Dataset entries

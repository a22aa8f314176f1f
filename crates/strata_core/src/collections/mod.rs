//! Built-in collections over the indexing SDK.

pub mod abis;
pub mod names;

pub use abis::{ABIS, AbisCollection, AbisFacet, FacetRef};
pub use names::{NAMES, NamesCollection, NamesFacet};
//! Melo MCP Server Library
//!
//! A Model Context Protocol server exposing a single `search_properties`
//! tool backed by the Melo real-estate API (`https://api.notif.immo`).
//!
//! # Architecture
//!
//! - **core**: configuration, error handling, the server handler and transports
//! - **domains**: business logic organized by bounded contexts
//!   - **tools**: the Melo search tool, its query translation and HTTP client
//!
//! Callers authenticate with their own Melo API key, sent as an
//! `X-API-KEY` header on every request. The server never stores it.
//!
//! # Example
//!
//! ```rust,no_run
//! use melo_mcp_server::{core::Config, core::McpServer, core::TransportService};
//!
//! #[tokio::main]
//! async fn main() -> anyhow::Result<()> {
//!     let config = Config::from_env();
//!     let server = McpServer::new(config.clone())?;
//!     TransportService::new(config.transport).run(server).await?;
//!     Ok(())
//! }
//! ```

pub mod core;
pub mod domains;

// Re-export commonly used types for convenience
pub use core::{Config, Error, McpServer, Result};
pub use domains::tools::definitions::melo::{ApiKey, SearchCriteria, SearchError};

[WHAT IS REQUIRED] Lines with the word "tools" in them should be copied from the preceding records.

[WRITTEN SOLUTION]
//!   - **tools**: the Melo search tool, its query translation and HTTP client
pub use domains::tools::definitions::melo::{ApiKey, SearchCriteria, SearchError};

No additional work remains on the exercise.